Finals are over and three long months of downtime loom ahead. You know what that means, right? The return of reading for fun! A UHPer recently asked the faculty for some recommended summer reading, and they were eager to oblige. So if you’re looking for a book to keep you company as you come down from finals, take a look at these suggestions:
Maria Frawley. “I’d like to recommend George Eliot’s Middlemarch, the novel Virginia Woolf famously declared to be ‘one of the few English novels written for grown-up people.’ It’s a door-stopper of a novel (800 some pages!) that needs to be enjoyed over several months, and it’s the best study I’ve ever encountered of the hows and whys we fail to live up to our ideals.”
Bethany Cobb Kung: “Oops, I can’t pick just a single book! I’d recommend Excellent Sheep: The Miseducation of the American Elite and the Way to a Meaningful Life by William Deresiewicz. Many parts of this book frustrated or infuriated me — many other parts I wholeheartedly agreed with. AND/OR Apollo 8: The Thrilling Story of the First Mission to the Moon by Jeffrey Kluger A little history, a little science, and a little human interest, too!”
Mark Ralkowski: “This is the book I’d like to recommend: At the Existentialist Cafe: Freedom, Being, and Apricot Cocktails with Jean Paul Sartre, Simone de Beauvoir, Martin Heidegger, Maurice Merleau-Ponty and others, by Sarah Bakewell.It’s a great mix of philosophy and biography, and it provides a lot of the backstory to the rise of phenomenology and existentialism in the 20th century.“
Ingrid Creppell: “I recommend Jesmyn Ward, Salvage the Bones. This 2011 National Book Award Winner tells the story of a poor family living in southern Mississippi waiting and preparing for Hurricane Katrina. I found the writing mythic and at the same time of the most intimate concreteness – showing how dreams and passions of real individuals tangle with the inescapable hardness of the past, and yet they achieve a measure of salvation in this forgotten rural landscape.”
Joseph Trullinger: “I would recommend an essay by Mary Midgley, “Trying Out One’s New Sword.” Midgley explores the purported ancient Japanese custom of allowing samurais to kill peasants to “try out” the sharpness of a new sword. In particular, it’s a great essay about whether and how we can judge the practices of other cultures, and by implication, our own. It’s one of the most insightful pieces I’ve ever read about cultural relativism, and the presuppositions that go into it.”

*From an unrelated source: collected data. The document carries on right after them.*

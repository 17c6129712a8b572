use logos::Logos;
use std::ops::Range;

/// The different kinds of tokens that can be produced by the tokenizer.
#[derive(Logos, Clone, Copy, Debug, PartialEq, Eq)]
pub enum TokenKind {
    #[regex(r"[ \t\n\r]+")]
    Whitespace,

    #[token("+")]
    Add,

    #[token("-")]
    Sub,

    #[token("*")]
    Mul,

    #[token("/")]
    Div,

    #[token("^")]
    Exp,

    #[token("=")]
    Eq,

    #[token(",")]
    Comma,

    #[token("(")]
    OpenParen,

    #[token(")")]
    CloseParen,

    #[regex(r"\d+")]
    Int,

    #[regex(r"\d+\.\d*|\.\d+")]
    Float,

    #[regex(r"[a-zA-Z]+")]
    Name,

    #[regex(r".", priority = 0)]
    Unknown,
}

impl TokenKind {
    /// Returns true if the token represents a token that should be ignored by the parser.
    pub fn is_ignore(self) -> bool {
        matches!(self, TokenKind::Whitespace)
    }
}

/// A token produced by the tokenizer.
#[derive(Debug, Clone, PartialEq)]
pub struct Token<'source> {
    /// The region of the source code that this token originated from.
    pub span: Range<usize>,

    /// The kind of token.
    pub kind: TokenKind,

    /// The raw lexeme that was parsed into this token.
    pub lexeme: &'source str,
}

impl Token<'_> {
    /// Returns true if the token represents a token that should be ignored by the parser.
    pub fn is_ignore(&self) -> bool {
        self.kind.is_ignore()
    }
}
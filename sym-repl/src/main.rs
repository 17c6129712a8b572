use ariadne::Source;
use std::io::{self, BufRead, IsTerminal, Write};
use sym_engine::{simplify_with, Expr, Limits};
use sym_parser::parser::ast;
use sym_parser::Parser;

/// The limits applied to every simplification started from the prompt.
const LIMITS: Limits = Limits {
    max_ops: 32,
    max_iter: 256,
};

/// Parses and simplifies the given input line, printing the chain of rewrites that led to the
/// smallest term found.
fn simplify_line(input: &str) {
    match Parser::new(input).try_parse_full::<ast::Expr>() {
        Ok(ast) => {
            let result = simplify_with(&Expr::from(ast), LIMITS);
            for step in &result.steps {
                println!("({}) {}", step.op_count(), step);
            }
        },
        Err(err) => {
            // `ariadne` reports have no `Display` implementation; `eprint` writes to stderr
            let report = err.build_report();
            report.eprint(("input", Source::from(input))).unwrap();
        },
    }
}

fn main() -> io::Result<()> {
    let stdin = io::stdin();
    let interactive = stdin.is_terminal();
    let mut lines = stdin.lock().lines();

    loop {
        if interactive {
            print!("> ");
            io::stdout().flush()?;
        }

        // an empty line (or the end of the input) ends the session
        let Some(line) = lines.next() else {
            break;
        };
        let line = line?;
        if line.trim().is_empty() {
            break;
        }

        simplify_line(&line);
    }

    Ok(())
}
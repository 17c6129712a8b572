//! Best-first search for the smallest equivalent term.
//!
//! The rewrite graph is explored outward from the input term, always expanding the smallest
//! term discovered so far (by operator count). A closed set breaks the cycles that
//! bidirectional rules would otherwise spin on, and a trace map remembers how each term was
//! first reached so the winning chain of rewrites can be replayed afterwards.
//!
//! The search is total: it always returns *some* term, in the worst case the input itself.
//! Hitting an iteration or size limit is not an error: it just stops the exploration early
//! and returns the best term found up to that point.

use crate::expr::Expr;
use crate::rewrite::Expander;
use std::cmp::Reverse;
use std::collections::{BTreeMap, BTreeSet, BinaryHeap};

/// Bounds on how far [`simplify_with`] will explore.
#[derive(Debug, Clone, Copy, PartialEq, Eq)]
pub struct Limits {
    /// The search stops once it pops a term with at least this many operator nodes. Because the
    /// queue is ordered by operator count, everything left in the frontier is at least as
    /// large.
    pub max_ops: usize,

    /// The maximum number of terms the search will expand.
    pub max_iter: usize,
}

/// The default limits are unbounded: the search only stops when it finds a term with no
/// operators at all, or when it exhausts the (usually infinite) frontier.
impl Default for Limits {
    fn default() -> Self {
        Self {
            max_ops: usize::MAX,
            max_iter: usize::MAX,
        }
    }
}

/// The result of a simplification.
#[derive(Debug, Clone, PartialEq, Eq)]
pub struct Simplified {
    /// The smallest term found.
    pub expr: Expr,

    /// The chain of rewrites that produced it, starting with the input term and ending with
    /// [`expr`](Self::expr). Each term is reachable from its predecessor in one rewrite step.
    pub steps: Vec<Expr>,
}

/// Searches for the smallest term equivalent to `expr`, with no bounds on the exploration.
/// See [`simplify_with`].
pub fn simplify(expr: &Expr) -> Expr {
    simplify_with(expr, Limits::default()).expr
}

/// Searches for the term with the fewest operator nodes among everything reachable from `expr`
/// by the rewrite rules, exploring smallest-first until a zero-operator term is found or
/// `limits` stops the search.
pub fn simplify_with(expr: &Expr, limits: Limits) -> Simplified {
    let mut expander = Expander::new();
    let mut open = BinaryHeap::new();
    let mut closed = BTreeSet::new();
    let mut trace: BTreeMap<Expr, Expr> = BTreeMap::new();

    open.push(Reverse((expr.op_count(), expr.clone())));
    closed.insert(expr.clone());

    // smallest term found in the search
    let mut best = expr.clone();
    let mut best_ops = best.op_count();

    let mut iterations = 0;
    while iterations < limits.max_iter {
        let Some(Reverse((next_ops, next))) = open.pop() else {
            break;
        };
        iterations += 1;

        if next_ops < best_ops {
            best = next.clone();
            best_ops = next_ops;
        }

        // exceeded maximum complexity
        if next_ops >= limits.max_ops {
            break;
        }
        // can't get any simpler than zero
        if next_ops == 0 {
            break;
        }

        for neighbor in expander.expand(&next) {
            if !closed.contains(&neighbor) {
                closed.insert(neighbor.clone());
                trace.insert(neighbor.clone(), next.clone());
                open.push(Reverse((neighbor.op_count(), neighbor)));
            }
        }
    }

    // replay the parent chain from the best term back to the input
    let mut steps = vec![best.clone()];
    let mut current = &best;
    while let Some(parent) = trace.get(current) {
        steps.push(parent.clone());
        current = parent;
    }
    steps.reverse();

    Simplified { expr: best, steps }
}

#[cfg(test)]
mod tests {
    use pretty_assertions::assert_eq;
    use super::*;

    fn parse_expr(input: &str) -> Expr {
        let ast = sym_parser::Parser::new(input)
            .try_parse_full::<sym_parser::parser::ast::Expr>()
            .unwrap();
        Expr::from(ast)
    }

    /// Runs the search with the same limits the REPL uses.
    fn run(input: &str) -> Simplified {
        simplify_with(&parse_expr(input), Limits { max_ops: 32, max_iter: 256 })
    }

    /// Checks that the traceback is well-formed: it starts at the input, ends at the result,
    /// and every step is a single rewrite away from its predecessor.
    fn assert_traceback(input: &str, result: &Simplified) {
        assert_eq!(result.steps.first(), Some(&parse_expr(input)));
        assert_eq!(result.steps.last(), Some(&result.expr));

        let mut expander = Expander::new();
        for pair in result.steps.windows(2) {
            assert!(
                expander.expand(&pair[0]).contains(&pair[1]),
                "`{}` is not one rewrite away from `{}`",
                pair[1],
                pair[0],
            );
        }
    }

    #[test]
    fn additive_identity() {
        let result = run("x + 0");
        assert_eq!(result.expr, parse_expr("x"));
        assert_traceback("x + 0", &result);
    }

    #[test]
    fn identities_and_kernel() {
        let result = run("x * 1 + 0 * y");
        assert_eq!(result.expr, parse_expr("x"));
        assert_traceback("x * 1 + 0 * y", &result);
    }

    #[test]
    fn pythagorean_identity() {
        let result = run("sin(x)^2 + cos(x)^2");
        assert_eq!(result.expr, parse_expr("1"));
        assert_traceback("sin(x)^2 + cos(x)^2", &result);
    }

    #[test]
    fn log_of_product_is_already_minimal() {
        // `log(x*y, b)` expands to `log(x, b) + log(y, b)`, but that has more operators, so the
        // input itself is the best this search can do
        let result = run("log(x*y, b)");
        assert_eq!(result.expr, parse_expr("log(x*y, b)"));
        assert_eq!(result.steps, vec![parse_expr("log(x*y, b)")]);
    }

    #[test]
    fn power_rule() {
        let result = run("d/dx(x^2)");
        assert_eq!(result.expr.op_count(), 1);
        assert!(
            result.expr == parse_expr("2x") || result.expr == parse_expr("x * 2"),
            "expected a single product, got `{}`",
            result.expr,
        );
        assert_traceback("d/dx(x^2)", &result);
    }

    #[test]
    fn additive_cancellation() {
        let result = run("(x + y) - y");
        assert_eq!(result.expr, parse_expr("x"));
        assert_traceback("(x + y) - y", &result);
    }

    #[test]
    fn zero_operator_inputs_come_straight_back() {
        let result = run("x");
        assert_eq!(result.expr, parse_expr("x"));
        assert_eq!(result.steps, vec![parse_expr("x")]);
    }

    #[test]
    fn best_never_grows() {
        // even when nothing simplifies, the result is no larger than the input
        for input in ["log(x*y, b)", "x + y", "sin(q) * cos(q)"] {
            let result = run(input);
            assert!(result.expr.op_count() <= parse_expr(input).op_count());
        }
    }

    #[test]
    fn iteration_limit_stops_the_search() {
        let result = simplify_with(
            &parse_expr("x * 1 + 0 * y"),
            Limits { max_ops: 32, max_iter: 1 },
        );

        // one iteration expands the input and nothing else, so no simplification is found
        assert_eq!(result.expr, parse_expr("x * 1 + 0 * y"));
    }
}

William Winstead: “I recommend Robert Kuttner, Can Democracy Survive Global Capitalism? (Norton, 2018). The best account yet of the origins of the global outrage directed at the neoliberal juggernaut undermining the future prospects of young and old alike—essential for anyone who wants to make sense of the current scene.”
Eyal Aviv: “I recommend A Tale for the Time Being: A Novel by Ruth Ozeki. Ozeki, an author and a Zen priest, tells a gripping story about three women: a Canadian-Japanese writer, a troubled Japanese teenage girl and her grandmother, an elderly Zen nun.The story moves between the three characters and connects them with a network shrouded with mystery that is rooted in the Zen philosophy of Eihei Dōgen. This is a remarkable story that will both touch you and invite you into a meditation about time, space and the intricacies of human relationship. “
Theo Christov: “I recommend No Name in the Street, by James Baldwin. This book weaves in and out of the Algerian war of independence, the tyranny of Francisco Franco, the 1963 March on Washington, and the murder of Martin Luther King, Jr, revealing the legacy of the past in the US and how to cope with such a legacy in the present.”